Now that you have identified the type of test you want to do, how do you want to execute the test? Again, there are three different ways you can do it.

In-person, facilitated tests provides the opportunity to gather the most comprehensive feedback from participants about a design. It allows for any type of testing, and provides the most flexibility of what and how you test. In my experience, I’ve found it’s the best method to test designs for mobile application

An in-person facilitated test takes about an hour and you’ll expect to pay participants at least $100 for their time (usually with a VISA or Amex gift card).

Remote usability testing allows you to get feedback on designs without having to facilitate any sessions. It will cost less than in-person testing, in that the services charge a flat fee of less than $50 per participant. However, it doesn’t provide for extensive conversations or in-depth testing of designs, and the results can be hit-or-miss. In my opinion, this method is good for getting feedback on early concepts and if you need really quick user feedback.

If you’re strapped for cash or time, consider in-person friends and family testing, AKA “guerrilla” testing. While not as useful as formal in-person testing, it’s still a good way to get “casual” feedback or do some simple A/B testing. It has costs besides people’s time (and maybe some snacks or a lunch).

Identify who (and how many people) to test with

Who do you test with? People who reflect the key characteristics of your personas, of course. Use the information that fleshes out these personas to inform the creation of a recruiting screener. Be sure to have some “disqualifying” questions in this screener to prevent the wrong type of people to get in the test group (an obvious disqualifying question: (Do you work for a competitor?”)

When you test a design, you need to get a lot of different people to look at it.
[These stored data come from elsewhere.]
// This file is part of the terraform-provider-huaweicloud project
//
// Copyright (C) ANEO, 2024-2024. All rights reserved.
//
// Licensed under the Apache License, Version 2.0 (the "License")
// you may not use this file except in compliance with the License.
// You may obtain a copy of the License at
//
//     http://www.apache.org/licenses/LICENSE-2.0
//
// Unless required by applicable law or agreed to in writing, software
// distributed under the License is distributed on an "AS IS" BASIS,
// WITHOUT WARRANTIES OR CONDITIONS OF ANY KIND, either express or implied.
// See the License for the specific language governing permissions and
// limitations under the License.

//! VPC networking: VPCs, subnets and custom route tables

mod data_source;
mod network;
mod route_table;
mod state;
mod subnet;
mod validate;

pub use data_source::{SubnetsDataSource, VpcsDataSource};
pub use network::VpcResource;
pub use route_table::{diff_routes, Route, RouteChanges, RouteTableResource};
pub use state::{
    RouteState, RouteTableState, SubnetItem, SubnetState, SubnetsState, VpcItem, VpcState, VpcsState,
};
pub use subnet::{dns_list, region_dns, SubnetResource};
pub use validate::ROUTE_TYPES;

pub(crate) const SERVICE: &str = "vpc";
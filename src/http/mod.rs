//! HTTP protocol handling subsystem.
//!
//! # Data Flow
//! ```text
//! TCP connection
//!     → server.rs (Axum setup, shared layers)
//!     → request.rs (request id)
//!     → routing layer resolves the target
//!     → forward.rs (rewrite Host/URI, relay)
//!     → response.rs (error envelope for local failures)
//!     → Send to client
//! ```

pub mod forward;
pub mod request;
pub mod response;
pub mod server;

pub use forward::Forwarder;
pub use request::{RequestIdExt, RequestIdMode, X_REQUEST_ID};
pub use response::{method_not_allowed, route_not_found, ApiError};
pub use server::{serve, with_common_layers, GatewayServer};
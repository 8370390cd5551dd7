//! Auth service: registration and login over the user store.

use service_gateway::auth::{self, AuthService, AUTH_SERVICE_ID};
use service_gateway::config::{load_service_config, validation::parse_database_uri, ServiceConfig};
use service_gateway::lifecycle::run_until_signal;
use service_gateway::observability::logging::{init_logging, LogFormat};
use service_gateway::observability::metrics::Metrics;
use service_gateway::store;

#[tokio::main]
async fn main() -> Result<(), Box<dyn std::error::Error>> {
    init_logging(
        "auth_service=info,service_gateway=info,tower_http=info",
        LogFormat::from_env(),
    );

    let config = load_service_config(ServiceConfig::auth()).inspect_err(|e| {
        tracing::error!(error = %e, "Invalid auth service configuration");
    })?;
    let database = parse_database_uri(&config.database_uri)?;
    let repos = store::open(&database).await.inspect_err(|e| {
        tracing::error!(error = %e, "Failed to open persistence service");
    })?;
    tracing::info!(
        backend = repos.backend,
        host = database.host_str().unwrap_or("-"),
        database = database.path().trim_start_matches('/'),
        "Connected to persistence service"
    );

    let auth = AuthService::new(repos.users);
    if config.seed_admin {
        auth.seed_admin().await?;
    }

    let app = auth::app(auth, Metrics::new(AUTH_SERVICE_ID));
    run_until_signal(AUTH_SERVICE_ID, &config.listener, app).await?;
    Ok(())
}
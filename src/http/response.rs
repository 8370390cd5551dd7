//! Error responses.
//!
//! # Responsibilities
//! - Map every failure to the JSON error envelope `{ "success": false, "error": ... }`
//! - Keep gateway failures (502/504) distinct from downstream error bodies
//! - Log internal error detail without surfacing it to the caller

use axum::{
    extract::rejection::JsonRejection,
    http::{Method, StatusCode, Uri},
    response::{IntoResponse, Response},
    Json,
};
use serde_json::{json, Map, Value};
use thiserror::Error;

/// HTTP-facing error taxonomy shared by every service.
#[derive(Debug, Error)]
pub enum ApiError {
    /// Client input error, optionally with field-level failures.
    #[error("{message}")]
    BadRequest {
        message: String,
        details: Vec<String>,
    },

    #[error("{0}")]
    Unauthorized(String),

    #[error("{0}")]
    NotFound(String),

    #[error("Route not found: {path}")]
    RouteNotFound { path: String },

    #[error("Method {method} not allowed on {path}")]
    MethodNotAllowed { method: String, path: String },

    /// Unexpected failure; `message` is the public text.
    #[error("{message}")]
    Internal { message: String },

    #[error("Bad gateway: target `{target}` is unreachable")]
    BadGateway { target: String },

    #[error("Gateway timeout: target `{target}` did not respond")]
    GatewayTimeout { target: String },
}

impl ApiError {
    pub fn bad_request(message: impl Into<String>) -> Self {
        ApiError::BadRequest {
            message: message.into(),
            details: Vec::new(),
        }
    }

    /// A 400 carrying field-level validation failures.
    pub fn validation(details: Vec<String>) -> Self {
        ApiError::BadRequest {
            message: "Validation error".to_string(),
            details,
        }
    }

    /// A 500 with a generic public message; `cause` is only logged.
    pub fn internal(message: impl Into<String>, cause: impl std::fmt::Display) -> Self {
        let message = message.into();
        tracing::error!(error = %cause, "{message}");
        ApiError::Internal { message }
    }

    pub fn status(&self) -> StatusCode {
        match self {
            ApiError::BadRequest { .. } => StatusCode::BAD_REQUEST,
            ApiError::Unauthorized(_) => StatusCode::UNAUTHORIZED,
            ApiError::NotFound(_) | ApiError::RouteNotFound { .. } => StatusCode::NOT_FOUND,
            ApiError::MethodNotAllowed { .. } => StatusCode::METHOD_NOT_ALLOWED,
            ApiError::Internal { .. } => StatusCode::INTERNAL_SERVER_ERROR,
            ApiError::BadGateway { .. } => StatusCode::BAD_GATEWAY,
            ApiError::GatewayTimeout { .. } => StatusCode::GATEWAY_TIMEOUT,
        }
    }

    fn body(&self) -> Value {
        let mut body = Map::new();
        body.insert("success".into(), Value::Bool(false));

        match self {
            ApiError::BadRequest { message, details } => {
                body.insert("error".into(), json!(message));
                if !details.is_empty() {
                    body.insert("details".into(), json!(details));
                }
            }
            ApiError::Unauthorized(message)
            | ApiError::NotFound(message)
            | ApiError::Internal { message } => {
                body.insert("error".into(), json!(message));
            }
            ApiError::RouteNotFound { path } => {
                body.insert("error".into(), json!("Route not found"));
                body.insert("path".into(), json!(path));
            }
            ApiError::MethodNotAllowed { method, path } => {
                body.insert("error".into(), json!("Method not allowed"));
                body.insert("method".into(), json!(method));
                body.insert("path".into(), json!(path));
            }
            ApiError::BadGateway { target } => {
                body.insert("error".into(), json!("Bad gateway"));
                body.insert("target".into(), json!(target));
            }
            ApiError::GatewayTimeout { target } => {
                body.insert("error".into(), json!("Gateway timeout"));
                body.insert("target".into(), json!(target));
            }
        }
        Value::Object(body)
    }
}

impl IntoResponse for ApiError {
    fn into_response(self) -> Response {
        (self.status(), Json(self.body())).into_response()
    }
}

impl From<JsonRejection> for ApiError {
    fn from(rejection: JsonRejection) -> Self {
        ApiError::bad_request(format!("Invalid request body: {}", rejection.body_text()))
    }
}

/// Fallback handler for paths no route owns.
pub async fn route_not_found(uri: Uri) -> ApiError {
    ApiError::RouteNotFound {
        path: uri.path().to_string(),
    }
}

/// Method fallback for routes that exist under other methods.
pub async fn method_not_allowed(method: Method, uri: Uri) -> ApiError {
    ApiError::MethodNotAllowed {
        method: method.to_string(),
        path: uri.path().to_string(),
    }
}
The question, of course, is how many is “a lot”? Well, it depends on the type of test you are doing. If it’s an early test and you want to get high-level feedback, you may decide to have a larger group of people. If it’s a task-driven test that is focused on identifying potential design or usability issues, then you can “get away” with only five people.

Why five people? Because the law of diminishing returns applies. Jakob Nielsen, after his company spent years doing formal usability tests, looked at the data and identified that after the fourth person you will (on average) identify over 80% of the usability issues in the design tested. With 5 people, that percentage goes up to over 95%. So, unless you REALLY want to test with lots of users, five is enough (details here: http://www.nngroup.com/articles/why-you-only-need-to-test-with-5-users/).

When it comes to recruiting participants, there are usually local companies that do market research who can find people for you. Expect to pay $100 “finders fee” for each person (not counting the compensation you will need to pay participants for their time).

Writing the test protocol

When writing the test protocol, you need to include the goals you have defined earlier as well as the list of materials/designs you are going to review. A lot of people like to script out everything – the questions, the introduction, the whole thing. I leave this to you, but the key is to present the design artifacts in a consistent way to all participants.

If you defined user scenarios to inform your designs (through either a narrative story or a journey map) then you will already have a list of tasks to use in your test, making this job easier. Using these scenarios in a usability test will also allow you to “sanity-check” these design artifacts to make sure that you have correctly understood user needs and intent – if many of your test participants say “I’d never do that” in response to the task they are given, you may need to rethink some previous decisions.


A decision you need to make at some point is whether your or some one on your team will do the testing or whether you should “farm it out” to an independent UX consultancy. The answer to that depends on some key questions you should ask yourself. Can you be objective? Do you have the proper skills in-house? Do you have confidence in your team’s ability to do the testing? Consider doing both – maybe you do formative tests internally and then supplement that with an outside consultant to do the summative testing.